▶ **What you should do**
Read the entries that follow and give each one again precisely.

[Entries taken from a collection]
----------------------------------------
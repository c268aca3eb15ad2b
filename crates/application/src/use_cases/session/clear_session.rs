//! Clear session use case.

use crate::ApplicationResult;
use crate::ports::SessionStore;

/// Forgets the saved session.
pub struct ClearSession<S> {
    store: S,
}

impl<S: SessionStore> ClearSession<S> {
    /// Creates a new `ClearSession` use case.
    #[must_use]
    pub const fn new(store: S) -> Self {
        Self { store }
    }

    /// Executes the use case.
    ///
    /// # Errors
    /// Returns an error if an existing session cannot be removed.
    pub async fn execute(&self) -> ApplicationResult<()> {
        self.store.clear().await?;
        Ok(())
    }
}
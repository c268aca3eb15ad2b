//! Projection of a configuration into the request the transport sends

use serde::{Deserialize, Serialize};

use crate::error::{DomainError, DomainResult};
use crate::request::{BodyVariant, HttpMethod, RequestKind, enabled_pairs};
use crate::route::{add_base_url, resolve_path_params};
use crate::state::RequestConfiguration;

/// Everything the network-submission collaborator needs to send a request.
#[derive(Debug, Clone, PartialEq, Eq, Serialize, Deserialize)]
pub struct OutgoingRequest {
    /// The HTTP method
    pub method: HttpMethod,
    /// HTTP or WebSocket
    pub request_kind: RequestKind,
    /// Absolute (or, without a base URL, as-typed) target URL
    pub url: String,
    /// Enabled headers in list order
    pub headers: Vec<(String, String)>,
    /// The body, absent for body-less methods and WebSockets
    #[serde(default, skip_serializing_if = "Option::is_none")]
    pub body: Option<BodyVariant>,
}

impl OutgoingRequest {
    /// Builds the outgoing request for `state`.
    ///
    /// # Errors
    ///
    /// Returns [`DomainError::InvalidQuery`] if the query rows cannot be
    /// URL-encoded.
    pub fn from_configuration(state: &RequestConfiguration) -> DomainResult<Self> {
        let path = resolve_path_params(&state.path, &state.path_params);
        let mut url = match &state.service_base_url {
            Some(base) => add_base_url(base, &path, state.request_kind),
            None => path,
        };

        let query = enabled_pairs(&state.query_params);
        if !query.is_empty() {
            let encoded = serde_urlencoded::to_string(&query)
                .map_err(|e| DomainError::InvalidQuery(e.to_string()))?;
            url.push(if url.contains('?') { '&' } else { '?' });
            url.push_str(&encoded);
        }

        let body = (state.method.can_have_body() && !state.request_kind.is_websocket())
            .then(|| state.body.clone());

        Ok(Self {
            method: state.method,
            request_kind: state.request_kind,
            url,
            headers: enabled_pairs(&state.request_headers),
            body,
        })
    }
}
----------------------------------------
▶ **Task answer**
repository c268aca3eb15ad2b
filename crates/application/src/use_cases/session/clear_session.rs
//! Clear session use case.

use crate::ApplicationResult;
use crate::ports::SessionStore;

/// Forgets the saved session.
pub struct ClearSession<S> {
    store: S,
}

impl<S: SessionStore> ClearSession<S> {
    /// Creates a new `ClearSession` use case.
    #[must_use]
    pub const fn new(store: S) -> Self {
        Self { store }
    }

    /// Executes the use case.
    ///
    /// # Errors
    /// Returns an error if an existing session cannot be removed.
    pub async fn execute(&self) -> ApplicationResult<()> {
        self.store.clear().await?;
        Ok(())
    }
}
repository c268aca3eb15ad2b
//! Projection of a configuration into the request the transport sends

use serde::{Deserialize, Serialize};

use crate::error::{DomainError, DomainResult};
use crate::request::{BodyVariant, HttpMethod, RequestKind, enabled_pairs};
use crate::route::{add_base_url, resolve_path_params};
use crate::state::RequestConfiguration;

/// Everything the network-submission collaborator needs to send a request.
#[derive(Debug, Clone, PartialEq, Eq, Serialize, Deserialize)]
pub struct OutgoingRequest {
    /// The HTTP method
    pub method: HttpMethod,
    /// HTTP or WebSocket
    pub request_kind: RequestKind,
    /// Absolute (or, without a base URL, as-typed) target URL
    pub url: String,
    /// Enabled headers in list order
    pub headers: Vec<(String, String)>,
    /// The body, absent for body-less methods and WebSockets
    #[serde(default, skip_serializing_if = "Option::is_none")]
    pub body: Option<BodyVariant>,
}

impl OutgoingRequest {
    /// Builds the outgoing request for `state`.
    ///
    /// # Errors
    ///
    /// Returns [`DomainError::InvalidQuery`] if the query rows cannot be
    /// URL-encoded.
    pub fn from_configuration(state: &RequestConfiguration) -> DomainResult<Self> {
        let path = resolve_path_params(&state.path, &state.path_params);
        let mut url = match &state.service_base_url {
            Some(base) => add_base_url(base, &path, state.request_kind),
            None => path,
        };

        let query = enabled_pairs(&state.query_params);
        if !query.is_empty() {
            let encoded = serde_urlencoded::to_string(&query)
                .map_err(|e| DomainError::InvalidQuery(e.to_string()))?;
            url.push(if url.contains('?') { '&' } else { '?' });
            url.push_str(&encoded);
        }

        let body = (state.method.can_have_body() && !state.request_kind.is_websocket())
            .then(|| state.body.clone());

        Ok(Self {
            method: state.method,
            request_kind: state.request_kind,
            url,
            headers: enabled_pairs(&state.request_headers),
            body,
        })
    }
}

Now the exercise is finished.